Muslims are rioting because the Danish cartoons that sparked the anger have come to symbolize the ethnic arrogance of Europeans and Americans, typified by ethnic slurs like "ragheads," that they blame as the engines of their dienfranchisement, and from which they now believe they are finally able to rise up and restore their societies. Certainly the way that Westerners on both sides of the Atlantic have responded to the riots -- holding them up as evidence of innate Muslim barbarism -- has only served to deepen that anger.

The American voices who have joined in this chorus have almost certainly not gone unnoticed. Just today, Muslim rioters in Indonesia (another one of our Muslim allies) targeted an American embassy, though it's hard to tell if this is a product of the Iraq war or just the general sense of American complicity in the spread of the supposedly sacrilegious cartoons.

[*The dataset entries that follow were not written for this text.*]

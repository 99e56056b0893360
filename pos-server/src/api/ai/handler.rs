//! AI Proxy API Handlers

use axum::{Json, extract::State};
use shared::client::{
    AiStatus, DescriptionResponse, InsightRequest, InsightResponse, ProductDescriptionRequest,
};

use crate::core::ServerState;
use crate::utils::AppResult;

const GEMINI_MODEL: &str = "gemini-2.5-flash";

const FALLBACK_INSIGHT: &str = "AI analysis is not configured. Based on the raw numbers: review \
your top-selling products and keep an eye on items approaching their minimum stock level.";

/// 调用 Gemini，任何一步失败都返回 None 由调用方兜底
async fn generate(state: &ServerState, prompt: &str) -> Option<String> {
    let key = state.config.gemini_api_key.as_deref()?;
    let url = format!(
        "https://generativelanguage.googleapis.com/v1beta/models/{GEMINI_MODEL}:generateContent"
    );
    let body = serde_json::json!({
        "contents": [{ "parts": [{ "text": prompt }] }]
    });

    let resp = state
        .http
        .post(&url)
        .header("x-goog-api-key", key)
        .json(&body)
        .send()
        .await
        .map_err(|e| tracing::warn!(target: "ai", error = %e, "Gemini request failed"))
        .ok()?;

    if !resp.status().is_success() {
        tracing::warn!(target: "ai", status = %resp.status(), "Gemini returned an error");
        return None;
    }

    let value: serde_json::Value = resp.json().await.ok()?;
    value["candidates"][0]["content"]["parts"][0]["text"]
        .as_str()
        .map(|s| s.trim().to_string())
}

/// POST /api/ai/insight - 经营洞察
pub async fn insight(
    State(state): State<ServerState>,
    Json(payload): Json<InsightRequest>,
) -> AppResult<Json<InsightResponse>> {
    let prompt = format!(
        "You are a restaurant business analyst. Given this sales data as JSON:\n{}\n\nAnd these recent orders:\n{}\n\nWrite a short, actionable insight (3-4 sentences) for the restaurant manager.",
        payload.sales_data,
        serde_json::Value::Array(payload.recent_orders)
    );

    let insight = generate(&state, &prompt)
        .await
        .unwrap_or_else(|| FALLBACK_INSIGHT.to_string());
    Ok(Json(InsightResponse { insight }))
}

/// POST /api/ai/product-description - 商品文案生成
pub async fn product_description(
    State(state): State<ServerState>,
    Json(payload): Json<ProductDescriptionRequest>,
) -> AppResult<Json<DescriptionResponse>> {
    let prompt = format!(
        "Write an appetizing one-sentence menu description for a dish called \"{}\". Reply with the sentence only.",
        payload.product_name
    );

    let description = generate(&state, &prompt).await.unwrap_or_else(|| {
        format!("Freshly prepared {} made with quality ingredients.", payload.product_name)
    });
    Ok(Json(DescriptionResponse { description }))
}

/// GET /api/ai/status - AI 可用性
pub async fn status(State(state): State<ServerState>) -> AppResult<Json<AiStatus>> {
    let available = state.config.gemini_api_key.is_some();
    Ok(Json(AiStatus {
        available,
        provider: available.then(|| "gemini".to_string()),
    }))
}
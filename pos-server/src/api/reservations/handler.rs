//! Reservation API Handlers

use axum::{
    Json,
    extract::{Path, State},
};
use shared::models::{Reservation, ReservationCreate, ReservationUpdate};

use crate::core::ServerState;
use crate::db::repository::reservation;
use crate::utils::{AppError, AppResult};

/// GET /api/reservations - 获取所有预订
pub async fn list(State(state): State<ServerState>) -> AppResult<Json<Vec<Reservation>>> {
    Ok(Json(reservation::find_all(state.pool()).await?))
}

/// POST /api/reservations - 创建预订
pub async fn create(
    State(state): State<ServerState>,
    Json(payload): Json<ReservationCreate>,
) -> AppResult<Json<Reservation>> {
    if payload.customer_name.trim().is_empty() || payload.customer_phone.trim().is_empty() {
        return Err(AppError::validation("customer name and phone are required"));
    }
    Ok(Json(reservation::create(state.pool(), payload).await?))
}

/// PUT /api/reservations/{id} - 更新预订
pub async fn update(
    State(state): State<ServerState>,
    Path(id): Path<String>,
    Json(payload): Json<ReservationUpdate>,
) -> AppResult<Json<Reservation>> {
    Ok(Json(reservation::update(state.pool(), &id, payload).await?))
}

/// POST /api/reservations/{id}/cancel - 取消预订
pub async fn cancel(
    State(state): State<ServerState>,
    Path(id): Path<String>,
) -> AppResult<Json<Reservation>> {
    Ok(Json(reservation::cancel(state.pool(), &id).await?))
}

/// POST /api/reservations/{id}/arrive - 标记到店
pub async fn arrive(
    State(state): State<ServerState>,
    Path(id): Path<String>,
) -> AppResult<Json<Reservation>> {
    Ok(Json(reservation::arrive(state.pool(), &id).await?))
}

Yet we have to be extremely careful and measured in how we respond to this. The thousands of rioters, for all their ugliness, are almost certainly ordinary fundamentalist Muslims and not radical Islamists. Yet it's also clear that they are being manipulated by fundamentalist clerics whose sympathies appear well in line with the cause of Al Qaeda.

Certainly, they are being pushed into bin Laden's arms. After all, bin Laden has, like the Wahhabists generally, scapegoated the West (and the USA in particular) in the process of trying to stake a claim to representing the true Islam. Recall that immediately after 9/11, he cast the coming "war on terror" as one involving all of Islam rising up against the West: "What America is tasting now is only a copy of what we have tasted. Our Islamic nation has been tasting the same for more than 80 years of humiliation and disgrace, its sons killed and their blood spilled, its sanctities desecrated."

He also has warned: "Every Muslim must rise to defend his religion." And so, it seems, they are beginning to heed him. That this is occurring is bin Laden's dream, and our worst nightmare.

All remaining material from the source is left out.